**Records for processing:**
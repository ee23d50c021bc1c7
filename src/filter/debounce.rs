//! Debouncing of discrete values.

use super::Filter;

/// Holds on to a value until a different one has been pushed `frames` times in a row.
///
/// This suppresses short-lived flips of discrete values, such as a finger count oscillating
/// between two numbers while a finger is held right at the extension threshold. The first value
/// pushed after construction or [`Filter::reset`] is published immediately.
#[derive(Debug, Clone)]
pub struct Debounce<V> {
    frames: usize,
    stable: Option<V>,
    candidate: Option<(V, usize)>,
}

impl<V> Debounce<V> {
    /// Creates a debouncer that requires a new value to be seen in `frames` consecutive pushes.
    ///
    /// With `frames` set to 0 or 1, every value is published immediately.
    pub fn new(frames: usize) -> Self {
        Self {
            frames: frames.max(1),
            stable: None,
            candidate: None,
        }
    }
}

impl<V: PartialEq + Clone> Filter<V> for Debounce<V> {
    fn push(&mut self, value: V) -> V {
        let Some(stable) = self.stable.clone() else {
            self.stable = Some(value.clone());
            return value;
        };

        if stable == value {
            self.candidate = None;
            return value;
        }

        let seen = match self.candidate.take() {
            Some((candidate, count)) if candidate == value => count + 1,
            _ => 1,
        };

        if seen >= self.frames {
            self.stable = Some(value.clone());
            value
        } else {
            self.candidate = Some((value, seen));
            stable
        }
    }

    fn reset(&mut self) {
        self.stable = None;
        self.candidate = None;
    }
}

**What to work on:** Reproduce the data shown above exactly.

**Exercise answer:**
repository ee23d50c021bc1c7
filename src/filter/debounce.rs
//! Debouncing of discrete values.

use super::Filter;

/// Holds on to a value until a different one has been pushed `frames` times in a row.
///
/// This suppresses short-lived flips of discrete values, such as a finger count oscillating
/// between two numbers while a finger is held right at the extension threshold. The first value
/// pushed after construction or [`Filter::reset`] is published immediately.
#[derive(Debug, Clone)]
pub struct Debounce<V> {
    frames: usize,
    stable: Option<V>,
    candidate: Option<(V, usize)>,
}

impl<V> Debounce<V> {
    /// Creates a debouncer that requires a new value to be seen in `frames` consecutive pushes.
    ///
    /// With `frames` set to 0 or 1, every value is published immediately.
    pub fn new(frames: usize) -> Self {
        Self {
            frames: frames.max(1),
            stable: None,
            candidate: None,
        }
    }
}

impl<V: PartialEq + Clone> Filter<V> for Debounce<V> {
    fn push(&mut self, value: V) -> V {
        let Some(stable) = self.stable.clone() else {
            self.stable = Some(value.clone());
            return value;
        };

        if stable == value {
            self.candidate = None;
            return value;
        }

        let seen = match self.candidate.take() {
            Some((candidate, count)) if candidate == value => count + 1,
            _ => 1,
        };

        if seen >= self.frames {
            self.stable = Some(value.clone());
            value
        } else {
            self.candidate = Some((value, seen));
            stable
        }
    }

    fn reset(&mut self) {
        self.stable = None;
        self.candidate = None;
    }
}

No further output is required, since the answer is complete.